Saved data entries
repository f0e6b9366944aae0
use super::value_objects::ValidationErrors;

#[derive(Debug, thiserror::Error)]
pub enum ProductError {
    #[error("product.validation_failed")]
    Validation(ValidationErrors),
    #[error("product.not_found")]
    NotFound,
    #[error("repository.persistence")]
    Repository(#[from] crate::domain::errors::RepositoryError),
}

impl From<ValidationErrors> for ProductError {
    fn from(errors: ValidationErrors) -> Self {
        ProductError::Validation(errors)
    }
}
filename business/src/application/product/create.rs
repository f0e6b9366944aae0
use std::sync::Arc;

use async_trait::async_trait;
use chrono::Utc;

use crate::domain::logger::Logger;
use crate::domain::product::errors::ProductError;
use crate::domain::product::image_store::ImageStore;
use crate::domain::product::model::{NewProduct, Product};
use crate::domain::product::repository::ProductRepository;
use crate::domain::product::use_cases::create::{CreateProductParams, CreateProductUseCase};

pub struct CreateProductUseCaseImpl {
    pub repository: Arc<dyn ProductRepository>,
    pub image_store: Arc<dyn ImageStore>,
    pub logger: Arc<dyn Logger>,
}

#[async_trait]
impl CreateProductUseCase for CreateProductUseCaseImpl {
    async fn execute(&self, params: CreateProductParams) -> Result<Product, ProductError> {
        let dto = params.dto;
        self.logger
            .info(&format!("Creating product: {}", dto.name));

        let price = dto.validate(true)?;

        let created_at = Utc::now();
        let new_product = NewProduct::from_dto(&dto, price, created_at);

        // A failed write still persists the row; the image link stays dangling.
        if let Some(image) = &dto.image
            && let Err(e) = self
                .image_store
                .write(&new_product.image_file_name, &image.bytes)
                .await
        {
            self.logger.error(&format!(
                "Image upload failed for {}: {}",
                new_product.image_file_name, e
            ));
        }

        let product = self.repository.insert(&new_product).await?;

        self.logger
            .info(&format!("Product created with id: {}", product.id));
        Ok(product)
    }
}
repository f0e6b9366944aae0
use dotenvy::dotenv;

mod api;
mod config;
mod images;
mod setup;
#[cfg(test)]
mod test_support;
mod web;

use config::{app_config::AppConfig, database_config};
use setup::{dependency_injection::DependencyContainer, server::Server};

/// Best Store entry point
///
/// Initializes the application, wires dependencies, and starts the HTTP server.
/// - config/: Environment-driven configuration (server, storage, database)
/// - setup/: Dependency injection and server setup
/// - api/: JSON endpoints documented with OpenAPI
/// - web/: Server-rendered product pages and forms
#[tokio::main]
async fn main() -> anyhow::Result<()> {
    // 1. Load environment variables, RUST_LOG included
    dotenv().ok();

    // 2. Initialize tracing with RUST_LOG env filter
    let env_filter = tracing_subscriber::EnvFilter::try_from_default_env()
        .unwrap_or_else(|_| tracing_subscriber::EnvFilter::new("info"));
    tracing_subscriber::fmt().with_env_filter(env_filter).init();

    // 3. Load configuration
    let config = AppConfig::from_env();

    // 4. Initialize database
    let pool = database_config::init_database().await?;

    // 5. Wire dependencies
    let container = DependencyContainer::new(pool, &config.storage);

    // 6. Run server
    Server::run(config, container).await?;

    Ok(())
}
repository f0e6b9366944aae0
use std::env;
use std::path::PathBuf;

const DEFAULT_IMAGES_DIR: &str = "public/images";
const DEFAULT_MAX_UPLOAD_BYTES: usize = 10 * 1024 * 1024;

/// Where uploaded product images live and how large a form post may be
#[derive(Debug, Clone)]
pub struct StorageConfig {
    pub images_dir: PathBuf,
    pub max_upload_bytes: usize,
}

impl StorageConfig {
    /// Load storage configuration from environment variables
    ///
    /// Environment variables:
    /// - IMAGES_DIR: Directory for uploaded images (default: "public/images")
    /// - MAX_UPLOAD_BYTES: Request body limit for form posts (default: 10 MiB)
    pub fn from_env() -> Self {
        Self::from_values(env::var("IMAGES_DIR").ok(), env::var("MAX_UPLOAD_BYTES").ok())
    }

    fn from_values(images_dir: Option<String>, max_upload_bytes: Option<String>) -> Self {
        let images_dir = images_dir
            .filter(|dir| !dir.trim().is_empty())
            .unwrap_or_else(|| DEFAULT_IMAGES_DIR.to_string());
        let max_upload_bytes = max_upload_bytes
            .and_then(|value| value.trim().parse::<usize>().ok())
            .filter(|limit| *limit > 0)
            .unwrap_or(DEFAULT_MAX_UPLOAD_BYTES);

        Self {
            images_dir: PathBuf::from(images_dir),
            max_upload_bytes,
        }
    }
}
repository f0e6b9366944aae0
pub mod dependency_injection;
pub mod server;
use async_trait::async_trait;
use sqlx::PgPool;

use business::domain::errors::RepositoryError;
use business::domain::product::model::{NewProduct, Product};
use business::domain::product::repository::ProductRepository;

use super::entity::{ProductEntity, price_to_column};

const PRODUCT_COLUMNS: &str =
    "id, name, brand, category, price, description, created_at, image_file_name";

pub struct ProductRepositoryPostgres {
    pool: PgPool,
}

impl ProductRepositoryPostgres {
    pub fn new(pool: PgPool) -> Self {
        Self { pool }
    }
}

fn database_error(e: sqlx::Error) -> RepositoryError {
    tracing::error!("product query failed: {}", e);
    RepositoryError::DatabaseError
}

#[async_trait]
impl ProductRepository for ProductRepositoryPostgres {
    async fn get_all(&self) -> Result<Vec<Product>, RepositoryError> {
        let entities = sqlx::query_as::<_, ProductEntity>(&format!(
            "SELECT {PRODUCT_COLUMNS} FROM products ORDER BY id DESC"
        ))
        .fetch_all(&self.pool)
        .await
        .map_err(database_error)?;

        Ok(entities.into_iter().map(|e| e.into_domain()).collect())
    }

    async fn get_by_id(&self, id: i32) -> Result<Product, RepositoryError> {
        let entity = sqlx::query_as::<_, ProductEntity>(&format!(
            "SELECT {PRODUCT_COLUMNS} FROM products WHERE id = $1"
        ))
        .bind(id)
        .fetch_optional(&self.pool)
        .await
        .map_err(database_error)?
        .ok_or(RepositoryError::NotFound)?;

        Ok(entity.into_domain())
    }

    async fn insert(&self, product: &NewProduct) -> Result<Product, RepositoryError> {
        let entity = sqlx::query_as::<_, ProductEntity>(&format!(
            r#"INSERT INTO products (name, brand, category, price, description, created_at, image_file_name)
            VALUES ($1, $2, $3, $4, $5, $6, $7)
            RETURNING {PRODUCT_COLUMNS}"#
        ))
        .bind(&product.name)
        .bind(&product.brand)
        .bind(&product.category)
        .bind(price_to_column(product.price)?)
        .bind(&product.description)
        .bind(product.created_at)
        .bind(&product.image_file_name)
        .fetch_one(&self.pool)
        .await
        .map_err(database_error)?;

        Ok(entity.into_domain())
    }

    async fn save(&self, product: &Product) -> Result<(), RepositoryError> {
        let result = sqlx::query(
            r#"UPDATE products SET
                name = $2,
                brand = $3,
                category = $4,
                price = $5,
                description = $6,
                image_file_name = $7
            WHERE id = $1"#,
        )
        .bind(product.id)
        .bind(&product.name)
        .bind(&product.brand)
        .bind(&product.category)
        .bind(price_to_column(product.price)?)
        .bind(&product.description)
        .bind(&product.image_file_name)
        .execute(&self.pool)
        .await
        .map_err(database_error)?;

        if result.rows_affected() == 0 {
            return Err(RepositoryError::NotFound);
        }

        Ok(())
    }

    async fn delete(&self, id: i32) -> Result<(), RepositoryError> {
        sqlx::query("DELETE FROM products WHERE id = $1")
            .bind(id)
            .execute(&self.pool)
            .await
            .map_err(database_error)?;

        Ok(())
    }
}
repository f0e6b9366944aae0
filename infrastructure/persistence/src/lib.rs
pub mod db;
pub mod product {
    pub mod entity;
    pub mod repository;
}
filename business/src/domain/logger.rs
pub trait Logger: Send + Sync {
    fn info(&self, message: &str);
    fn warn(&self, message: &str);
    fn error(&self, message: &str);
    fn debug(&self, message: &str);
}
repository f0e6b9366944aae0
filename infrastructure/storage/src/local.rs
use std::io::ErrorKind;
use std::path::{Path, PathBuf};

use async_trait::async_trait;

use business::domain::errors::ImageStoreError;
use business::domain::product::image_store::ImageStore;

/// Product images kept as plain files in a single directory.
pub struct LocalImageStore {
    root: PathBuf,
}

impl LocalImageStore {
    pub fn new(root: impl Into<PathBuf>) -> Self {
        Self { root: root.into() }
    }

    pub fn root(&self) -> &Path {
        &self.root
    }

    fn resolve(&self, file_name: &str) -> Result<PathBuf, ImageStoreError> {
        if file_name.is_empty()
            || file_name == "."
            || file_name == ".."
            || file_name.contains(['/', '\\'])
        {
            return Err(ImageStoreError::InvalidFileName(file_name.to_string()));
        }
        Ok(self.root.join(file_name))
    }
}

#[async_trait]
impl ImageStore for LocalImageStore {
    async fn write(&self, file_name: &str, bytes: &[u8]) -> Result<(), ImageStoreError> {
        let path = self.resolve(file_name)?;

        tokio::fs::create_dir_all(&self.root).await.map_err(|e| {
            ImageStoreError::WriteFailed(format!("{}: {}", self.root.display(), e))
        })?;
        tokio::fs::write(&path, bytes)
            .await
            .map_err(|e| ImageStoreError::WriteFailed(format!("{}: {}", path.display(), e)))?;

        tracing::debug!("stored image {} ({} bytes)", path.display(), bytes.len());
        Ok(())
    }

    async fn delete(&self, file_name: &str) -> Result<(), ImageStoreError> {
        let path = self.resolve(file_name)?;

        match tokio::fs::remove_file(&path).await {
            Ok(()) => {
                tracing::debug!("removed image {}", path.display());
                Ok(())
            }
            Err(e) if e.kind() == ErrorKind::NotFound => Ok(()),
            Err(e) => Err(ImageStoreError::DeleteFailed(format!(
                "{}: {}",
                path.display(),
                e
            ))),
        }
    }
}
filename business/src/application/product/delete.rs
use std::sync::Arc;

use async_trait::async_trait;

use crate::domain::errors::RepositoryError;
use crate::domain::logger::Logger;
use crate::domain::product::errors::ProductError;
use crate::domain::product::image_store::ImageStore;
use crate::domain::product::repository::ProductRepository;
use crate::domain::product::use_cases::delete::{DeleteProductParams, DeleteProductUseCase};

pub struct DeleteProductUseCaseImpl {
    pub repository: Arc<dyn ProductRepository>,
    pub image_store: Arc<dyn ImageStore>,
    pub logger: Arc<dyn Logger>,
}

#[async_trait]
impl DeleteProductUseCase for DeleteProductUseCaseImpl {
    async fn execute(&self, params: DeleteProductParams) -> Result<(), ProductError> {
        self.logger
            .info(&format!("Deleting product: {}", params.id));

        // Verify product exists before deleting
        let product = self
            .repository
            .get_by_id(params.id)
            .await
            .map_err(|e| match e {
                RepositoryError::NotFound => ProductError::NotFound,
                other => ProductError::Repository(other),
            })?;

        // Image goes first; a failing row delete afterwards leaves the row without its file.
        if !product.image_file_name.is_empty()
            && let Err(e) = self.image_store.delete(&product.image_file_name).await
        {
            self.logger.warn(&format!(
                "Image delete failed for product {}: {}",
                product.id, e
            ));
        }

        self.repository.delete(product.id).await?;

        self.logger.info(&format!("Product deleted: {}", params.id));
        Ok(())
    }
}
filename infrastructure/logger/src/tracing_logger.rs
use business::domain::logger::Logger;
use tracing::{debug, error, info, warn};

/// Forwards domain log lines to `tracing` under a single target.
pub struct TracingLogger;

impl Logger for TracingLogger {
    fn info(&self, message: &str) {
        info!(target: "beststore", "{}", message);
    }
    fn warn(&self, message: &str) {
        warn!(target: "beststore", "{}", message);
    }
    fn error(&self, message: &str) {
        error!(target: "beststore", "{}", message);
    }
    fn debug(&self, message: &str) {
        debug!(target: "beststore", "{}", message);
    }
}
use chrono::Utc;
use poem_openapi::{Object, OpenApi, payload::Json};
use serde::{Deserialize, Serialize};

use crate::api::tags::ApiTags;

/// Health check response
#[derive(Debug, Clone, Serialize, Deserialize, Object)]
pub struct HealthCheckResponse {
    /// Service status
    pub status: String,
    /// Current server timestamp
    pub timestamp: String,
    /// Service version
    pub version: String,
}

/// Liveness endpoint for the catalog service.
pub struct HealthApi;

#[OpenApi]
impl HealthApi {
    /// Health check endpoint
    ///
    /// Returns "healthy", the server time (RFC 3339) and the crate version.
    /// Does not touch the database or the image directory.
    #[oai(path = "/health", method = "get", tag = "ApiTags::Health")]
    async fn health_check(&self) -> Json<HealthCheckResponse> {
        Json(HealthCheckResponse {
            status: "healthy".to_string(),
            timestamp: Utc::now().to_rfc3339(),
            version: env!("CARGO_PKG_VERSION").to_string(),
        })
    }
}
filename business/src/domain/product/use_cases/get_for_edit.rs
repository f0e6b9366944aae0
use async_trait::async_trait;

use crate::domain::product::errors::ProductError;
use crate::domain::product::model::{Product, ProductDto};

pub struct GetProductForEditParams {
    pub id: i32,
}

/// The stored product plus a form pre-filled from it.
#[derive(Debug, Clone)]
pub struct ProductForEdit {
    pub product: Product,
    pub dto: ProductDto,
}

#[async_trait]
pub trait GetProductForEditUseCase: Send + Sync {
    async fn execute(
        &self,
        params: GetProductForEditParams,
    ) -> Result<ProductForEdit, ProductError>;
}
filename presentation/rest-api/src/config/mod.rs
pub mod app_config;
pub mod database_config;
pub mod server_config;
pub mod storage_config;
impl<R: Rng> LevelGenerator<R> {
    pub fn new(rng: R, config: GeneratorConfig) -> Self {
        Self { rng, config }
    }

    pub fn config(&self) -> &GeneratorConfig {
        &self.config
    }

    pub fn descriptor(&self, level: u32, difficulty: Difficulty) -> LevelDescriptor {
        let num_colors = num_colors_for_level(level, &self.config);
        LevelDescriptor {
            level,
            difficulty,
            num_colors,
            num_empty_bottles: num_empty_bottles(num_colors, difficulty, &self.config),
            hidden_count: hidden_segments_for_level(level, &self.config),
        }
    }

    pub fn generate(&mut self, level: u32, difficulty: Difficulty) -> Level {
        let descriptor = self.descriptor(level, difficulty);
        debug!("Generating level {level} ({difficulty}): {descriptor:?}");

        let mut segments: Vec<Color> = (0..descriptor.num_colors)
            .flat_map(|c| std::iter::repeat_n(Color::new(c as u8), CAPACITY))
            .collect();
        let mut filled = self.deal(&mut segments);

        let repair = if descriptor.hidden_count > 0 {
            self.repair_hidden_conflicts(&mut filled, descriptor.hidden_count)
        } else {
            RepairOutcome::NotNeeded
        };
        if let RepairOutcome::Exhausted { attempts, conflicts } = repair {
            warn!(
                "Level {level} ({difficulty}): {conflicts} hidden conflicts left after {attempts} repair attempts"
            );
        }

        let mut bottles: Vec<Bottle> = filled.into_iter().map(Bottle::from_segments).collect();
        bottles.extend((0..descriptor.num_empty_bottles).map(|_| Bottle::new()));
        let board = Board::new(bottles);
        let mask = RevealMask::with_hidden_bottom(&board, descriptor.hidden_count);

        Level {
            descriptor,
            state: GameState::new(board, mask),
            repair,
        }
    }

    /// Shuffle the segments into full bottles, reshuffling until none is already complete.
    fn deal(&mut self, segments: &mut [Color]) -> Vec<Vec<Color>> {
        assert!(
            segments.len() >= 2 * CAPACITY,
            "a single color cannot be dealt into unsolved bottles"
        );
        let mut shuffles = 0;
        loop {
            segments.shuffle(&mut self.rng);
            shuffles += 1;
            let bottles: Vec<Vec<Color>> = segments.chunks(CAPACITY).map(<[Color]>::to_vec).collect();
            if !bottles.iter().any(|b| is_presolved(b)) {
                if shuffles > 1 {
                    debug!("Dealt bottles after {shuffles} shuffles");
                }
                return bottles;
            }
        }
    }

    fn repair_hidden_conflicts(&mut self, filled: &mut Vec<Vec<Color>>, hidden: usize) -> RepairOutcome {
        let mut swaps = 0;
        let mut reshuffles = 0;
        for _ in 0..self.config.repair_attempts {
            let Some((bi, hi)) = first_conflict(filled, hidden) else {
                return RepairOutcome::Resolved { swaps, reshuffles };
            };
            match self.find_swap(filled, bi, hi, hidden) {
                Some((bj, vi)) => {
                    debug!("Swapping hidden segment {bi}:{hi} with visible segment {bj}:{vi}");
                    let (a, b) = (filled[bi][hi], filled[bj][vi]);
                    filled[bi][hi] = b;
                    filled[bj][vi] = a;
                    swaps += 1;
                }
                None => {
                    debug!("No swap resolves the conflict at {bi}:{hi}, redealing");
                    let mut segments: Vec<Color> = filled.iter().flatten().copied().collect();
                    *filled = self.deal(&mut segments);
                    reshuffles += 1;
                }
            }
        }

        let conflicts: usize = filled.iter().map(|b| conflict_count(b, hidden)).sum();
        if conflicts == 0 {
            RepairOutcome::Resolved { swaps, reshuffles }
        } else {
            RepairOutcome::Exhausted {
                attempts: self.config.repair_attempts,
                conflicts,
            }
        }
    }

    /// Look for a visible segment in another bottle that can trade places with hidden segment
    /// `hi` of bottle `bi`. The trade must clear that conflict, must not add conflicts to the
    /// other bottle and must not leave either bottle complete.
    fn find_swap(&mut self, filled: &[Vec<Color>], bi: usize, hi: usize, hidden: usize) -> Option<(usize, usize)> {
        let mut candidates: Vec<usize> = (0..filled.len()).filter(|&j| j != bi).collect();
        candidates.shuffle(&mut self.rng);

        let before_i = conflict_count(&filled[bi], hidden);
        for bj in candidates {
            if filled[bj].len() <= hidden {
                continue;
            }
            let before_j = conflict_count(&filled[bj], hidden);
            for vi in hidden..filled[bj].len() {
                let mut after_i = filled[bi].clone();
                let mut after_j = filled[bj].clone();
                std::mem::swap(&mut after_i[hi], &mut after_j[vi]);

                let cleared = after_i[hi] != after_i[hidden] && conflict_count(&after_i, hidden) < before_i;
                if cleared
                    && conflict_count(&after_j, hidden) <= before_j
                    && !is_presolved(&after_i)
                    && !is_presolved(&after_j)
                {
                    return Some((bj, vi));
                }
            }
        }
        None
    }
}

fn is_presolved(bottle: &[Color]) -> bool {
    bottle.len() == CAPACITY && bottle.iter().all(|&c| c == bottle[0])
}

/// Hidden segments sharing a color with the lowest visible segment.
fn conflict_count(bottle: &[Color], hidden: usize) -> usize {
    if bottle.len() <= hidden {
        return 0;
    }
    let first_visible = bottle[hidden];
    bottle[..hidden].iter().filter(|&&c| c == first_visible).count()
}

fn first_conflict(filled: &[Vec<Color>], hidden: usize) -> Option<(usize, usize)> {
    filled.iter().enumerate().find_map(|(bi, bottle)| {
        if bottle.len() <= hidden {
            return None;
        }
        let first_visible = bottle[hidden];
        bottle[..hidden]
            .iter()
            .position(|&c| c == first_visible)
            .map(|hi| (bi, hi))
    })
}

/// Count hidden conflicts on a generated board. Used to check generator quality.
pub fn hidden_conflicts(board: &Board, hidden: usize) -> usize {
    board
        .bottles()
        .iter()
        .map(|b| conflict_count(b.segments(), hidden))
        .sum()
}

About this task:
Filter the records for the string "configuration" and copy every line that holds it.

Solution to the problem:
/// - config/: Environment-driven configuration (server, storage, database)
    // 3. Load configuration
    /// Load storage configuration from environment variables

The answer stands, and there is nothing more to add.